Instructions to follow
Go over these records and count the lines with the string "Carrier" in them; the count is all that should be returned.

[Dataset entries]
use crate::config::{STUB_ALLEGIANCE_ID, STUB_GOVERNMENT_ID, STUB_STATE_ID};
use crate::error::TransformError;
use crate::lookup::{ConstantKind, LookupTables};
use crate::models::{
    CommodityPricingRecord, FactionPresence, FactionRecord, FactionStateRecord, Feature,
    InfluenceRecord, ModuleSaleRecord, PadSize, SkipReason, Skipped, StateKind, StationBundle,
    StationEconomyRecord, StationFeatureRecord, StationRecord, SystemRecord, TransformResult,
};
use crate::parser::{parse_timestamp, NameRef, RawFaction, RawStation, RawSystem, StateEntry};
use crate::registry::{station_key, NameCategory, NameRegistry};
use once_cell::sync::Lazy;
use rustc_hash::{FxHashMap, FxHashSet};
use std::collections::BTreeMap;

/// Source service names and the feature flag each one sets.
static SERVICES: Lazy<FxHashMap<&'static str, Feature>> = Lazy::new(|| {
    [
        ("Apex Interstellar", Feature::ApexInterstellar),
        ("Black Market", Feature::BlackMarket),
        ("Fleet Carrier Management", Feature::CarrierManagement),
        ("Fleet Carrier Vendor", Feature::CarrierVendor),
        ("Commodities", Feature::Commodities),
        ("Dock", Feature::Dock),
        ("Docking", Feature::Dock),
        ("Engineer", Feature::Engineer),
        ("Interstellar Factors Contact", Feature::InterstellarFactors),
        ("Market", Feature::Market),
        ("Material Trader", Feature::MaterialTrader),
        ("Outfitting", Feature::Outfitting),
        ("Restock", Feature::Rearm),
        ("Rearm", Feature::Rearm),
        ("Refuel", Feature::Refuel),
        ("Repair", Feature::Repair),
        ("Shipyard", Feature::Shipyard),
        ("Technology Broker", Feature::TechBroker),
        ("Universal Cartographics", Feature::UniversalCartographics),
    ]
    .into_iter()
    .collect()
});

/// Read-only inputs shared by every record a worker transforms.
pub struct TransformContext<'a> {
    pub registry: &'a NameRegistry,
    pub lookups: &'a LookupTables,
    pub include_market: bool,
    /// Used when a record carries no parseable timestamp.
    pub fallback_time: i64,
}

/// Converts one dump system into entity rows.
///
/// Fails only when the system itself is unregistered. Unregistered factions and
/// stations, unknown station types and unknown market items are dropped and listed in
/// `skipped`.
pub fn transform_system(
    raw: &RawSystem,
    ctx: &TransformContext<'_>,
) -> Result<TransformResult, TransformError> {
    let system_id = ctx.registry.resolve(NameCategory::System, &raw.name)?;
    let lk = ctx.lookups;
    let updated_at = raw
        .date
        .as_deref()
        .and_then(parse_timestamp)
        .unwrap_or(ctx.fallback_time);

    let controlling_name = raw.controlling_faction.as_ref().map(NameRef::name);
    let controlling_id =
        controlling_name.and_then(|name| ctx.registry.get(NameCategory::Faction, name));

    let system = SystemRecord {
        id: system_id,
        ed_system_address: raw.id64,
        name: raw.name.clone(),
        population: raw.population,
        needs_permit: raw.needs_permit,
        allegiance_id: lk.id_opt(ConstantKind::Allegiance, raw.allegiance.as_deref()),
        government_id: lk.id_opt(ConstantKind::Government, raw.government.as_deref()),
        power_id: lk.id_opt(ConstantKind::Power, raw.controlling_power.as_deref()),
        power_state_id: lk.id_opt(ConstantKind::PowerState, raw.power_state.as_deref()),
        security_id: lk.id_opt(ConstantKind::Security, raw.security.as_deref()),
        primary_economy_id: lk.id_opt(ConstantKind::Economy, raw.primary_economy.as_deref()),
        secondary_economy_id: lk.id_opt(ConstantKind::Economy, raw.secondary_economy.as_deref()),
        controlling_minor_faction_id: controlling_id,
        x: raw.coords.x,
        y: raw.coords.y,
        z: raw.coords.z,
        updated_at,
    };

    let mut skipped = Vec::new();
    let mut factions = Vec::with_capacity(raw.factions.len());
    for faction in &raw.factions {
        match transform_faction(faction, system_id, controlling_id, updated_at, ctx) {
            Some(presence) => factions.push(presence),
            None => skipped.push(Skipped {
                reason: SkipReason::UnregisteredFaction,
                name: faction.name.clone(),
            }),
        }
    }

    let listed: FxHashSet<i64> = factions.iter().map(|p| p.faction.id).collect();
    let mut stubbed = FxHashSet::default();
    let mut stubs = Vec::new();

    if let (Some(name), Some(id)) = (controlling_name, controlling_id) {
        if !listed.contains(&id) && stubbed.insert(id) {
            stubs.push(stub_faction(
                id,
                name,
                raw.allegiance.as_deref(),
                raw.government.as_deref(),
                None,
                updated_at,
                lk,
            ));
        }
    }

    let mut stations = Vec::new();
    for station in raw.all_stations() {
        match transform_station(station, &raw.name, system_id, updated_at, ctx, &mut skipped) {
            Ok(bundle) => {
                if let (Some(name), Some(id)) = (
                    station.controlling_faction.as_ref().map(NameRef::name),
                    bundle.station.controlling_minor_faction_id,
                ) {
                    if !listed.contains(&id) && stubbed.insert(id) {
                        stubs.push(stub_faction(
                            id,
                            name,
                            station.allegiance.as_deref(),
                            station.government.as_deref(),
                            station.controlling_faction_state.as_deref(),
                            bundle.station.updated_at,
                            lk,
                        ));
                    }
                }
                stations.push(bundle);
            }
            Err(reason) => skipped.push(Skipped {
                reason,
                name: station.name.clone(),
            }),
        }
    }

    Ok(TransformResult {
        system,
        factions,
        stations,
        stubs,
        skipped,
    })
}

fn transform_faction(
    raw: &RawFaction,
    system_id: i64,
    controlling_id: Option<i64>,
    updated_at: i64,
    ctx: &TransformContext<'_>,
) -> Option<FactionPresence> {
    let id = ctx.registry.get(NameCategory::Faction, &raw.name)?;
    let lk = ctx.lookups;

    let faction = FactionRecord {
        id,
        name: raw.name.clone(),
        allegiance_id: lk.id_opt(ConstantKind::Allegiance, raw.allegiance.as_deref()),
        government_id: lk.id_opt(ConstantKind::Government, raw.government.as_deref()),
        state_id: lk.id_opt(ConstantKind::FactionState, raw.state.as_deref()),
        updated_at,
    };

    let influence = InfluenceRecord {
        system_id,
        faction_id: id,
        influence: raw.influence.unwrap_or(0.0),
        is_controlling_faction: controlling_id == Some(id),
        updated_at,
    };

    // A bare `state` is the active state when no explicit list is given.
    let active: Vec<&str> = if raw.active_states.is_empty() {
        raw.state.as_deref().into_iter().collect()
    } else {
        raw.active_states.iter().map(StateEntry::state).collect()
    };
    let pending: Vec<&str> = raw.pending_states.iter().map(StateEntry::state).collect();
    let recovering: Vec<&str> = raw.recovering_states.iter().map(StateEntry::state).collect();

    let mut states = Vec::new();
    for (kind, names) in [
        (StateKind::Active, active),
        (StateKind::Pending, pending),
        (StateKind::Recovering, recovering),
    ] {
        for name in names {
            let Some(state_id) = lk.id(ConstantKind::FactionState, name) else {
                continue;
            };
            let duplicate = states
                .iter()
                .any(|s: &FactionStateRecord| s.kind == kind && s.state_id == state_id);
            if !duplicate {
                states.push(FactionStateRecord {
                    system_id,
                    faction_id: id,
                    state_id,
                    kind,
                });
            }
        }
    }

    Some(FactionPresence {
        faction,
        influence,
        states,
    })
}

fn transform_station(
    raw: &RawStation,
    system_name: &str,
    system_id: i64,
    system_time: i64,
    ctx: &TransformContext<'_>,
    skipped: &mut Vec<Skipped>,
) -> Result<StationBundle, SkipReason> {
    let lk = ctx.lookups;
    let type_id = raw
        .station_type
        .as_deref()
        .and_then(|t| lk.id(ConstantKind::StationType, t))
        .ok_or(SkipReason::UnknownStationType)?;
    let key = station_key(system_name, &raw.name, raw.station_type.as_deref());
    let id = ctx
        .registry
        .get(NameCategory::Station, &key)
        .ok_or(SkipReason::UnregisteredStation)?;

    let updated_at = raw
        .update_time
        .as_deref()
        .and_then(parse_timestamp)
        .unwrap_or(system_time);

    let station = StationRecord {
        id,
        ed_market_id: raw.id,
        name: raw.name.clone(),
        system_id,
        type_id,
        controlling_minor_faction_id: raw
            .controlling_faction
            .as_ref()
            .and_then(|f| ctx.registry.get(NameCategory::Faction, f.name())),
        distance_to_star: raw.distance_to_arrival,
        max_landing_pad_size: landing_pad_size(raw.landing_pads.as_ref()),
        is_planetary: lk.is_planetary(type_id),
        updated_at,
    };

    let (commodity_pricing, modules_sold) = if ctx.include_market {
        (
            commodity_pricing(raw, id, lk, skipped),
            modules_sold(raw, id, lk, skipped),
        )
    } else {
        (Vec::new(), Vec::new())
    };

    Ok(StationBundle {
        station,
        features: station_features(id, &raw.services),
        economies: station_economies(raw, id, lk),
        commodity_pricing,
        modules_sold,
    })
}

/// Largest pad present among `large`/`medium`, otherwise small.
pub fn landing_pad_size<V>(pads: Option<&BTreeMap<String, V>>) -> PadSize {
    match pads {
        Some(p) if p.contains_key("large") => PadSize::L,
        Some(p) if p.contains_key("medium") => PadSize::M,
        _ => PadSize::S,
    }
}

pub fn station_features(station_id: i64, services: &[String]) -> StationFeatureRecord {
    let mut features = StationFeatureRecord::new(station_id);
    for service in services {
        if let Some(&feature) = SERVICES.get(service.as_str()) {
            features.set(feature);
        }
    }
    features
}

fn station_economies(raw: &RawStation, station_id: i64, lk: &LookupTables) -> Vec<StationEconomyRecord> {
    let primary = raw.primary_economy.as_deref();

    if raw.economies.is_empty() {
        return lk
            .id_opt(ConstantKind::Economy, primary)
            .map(|economy_id| {
                vec![StationEconomyRecord {
                    id: station_id,
                    economy_id,
                    primary: true,
                    proportion: None,
                }]
            })
            .unwrap_or_default();
    }

    let mut economies: Vec<StationEconomyRecord> = Vec::with_capacity(raw.economies.len());
    for (name, proportion) in &raw.economies {
        let Some(economy_id) = lk.id(ConstantKind::Economy, name) else {
            continue;
        };
        if economies.iter().any(|e| e.economy_id == economy_id) {
            continue;
        }
        economies.push(StationEconomyRecord {
            id: station_id,
            economy_id,
            primary: primary == Some(name.as_str()),
            proportion: Some(*proportion),
        });
    }
    economies
}

fn commodity_pricing(
    raw: &RawStation,
    station_id: i64,
    lk: &LookupTables,
    skipped: &mut Vec<Skipped>,
) -> Vec<CommodityPricingRecord> {
    let Some(market) = &raw.market else {
        return Vec::new();
    };

    let mut seen = FxHashSet::default();
    let mut rows = Vec::with_capacity(market.commodities.len());
    for commodity in &market.commodities {
        if !lk.has_commodity(commodity.commodity_id) {
            skipped.push(Skipped {
                reason: SkipReason::UnknownCommodity,
                name: commodity.name.clone(),
            });
            continue;
        }
        if !seen.insert(commodity.commodity_id) {
            continue;
        }
        rows.push(CommodityPricingRecord {
            station_id,
            commodity_id: commodity.commodity_id,
            demand: commodity.demand.unwrap_or(0),
            supply: commodity.supply.unwrap_or(0),
            buy_price: commodity.buy_price.unwrap_or(0),
            sell_price: commodity.sell_price.unwrap_or(0),
        });
    }
    rows
}

fn modules_sold(
    raw: &RawStation,
    station_id: i64,
    lk: &LookupTables,
    skipped: &mut Vec<Skipped>,
) -> Vec<ModuleSaleRecord> {
    let Some(outfitting) = &raw.outfitting else {
        return Vec::new();
    };

    let mut seen = FxHashSet::default();
    let mut rows = Vec::with_capacity(outfitting.modules.len());
    for module in &outfitting.modules {
        if !lk.has_module(module.module_id) {
            skipped.push(Skipped {
                reason: SkipReason::UnknownModule,
                name: module.name.clone(),
            });
            continue;
        }
        if seen.insert(module.module_id) {
            rows.push(ModuleSaleRecord {
                station_id,
                module_id: module.module_id,
            });
        }
    }
    rows
}

/// Minimal faction record for a controlling faction never listed among system factions.
///
/// Attributes come from whatever named it, falling back to the fixed placeholder ids.
fn stub_faction(
    id: i64,
    name: &str,
    allegiance: Option<&str>,
    government: Option<&str>,
    state: Option<&str>,
    updated_at: i64,
    lk: &LookupTables,
) -> FactionRecord {
    FactionRecord {
        id,
        name: name.to_string(),
        allegiance_id: Some(
            lk.id_opt(ConstantKind::Allegiance, allegiance)
                .unwrap_or(STUB_ALLEGIANCE_ID),
        ),
        government_id: Some(
            lk.id_opt(ConstantKind::Government, government)
                .unwrap_or(STUB_GOVERNMENT_ID),
        ),
        state_id: Some(
            lk.id_opt(ConstantKind::FactionState, state)
                .unwrap_or(STUB_STATE_ID),
        ),
        updated_at,
    }
}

Task solution
2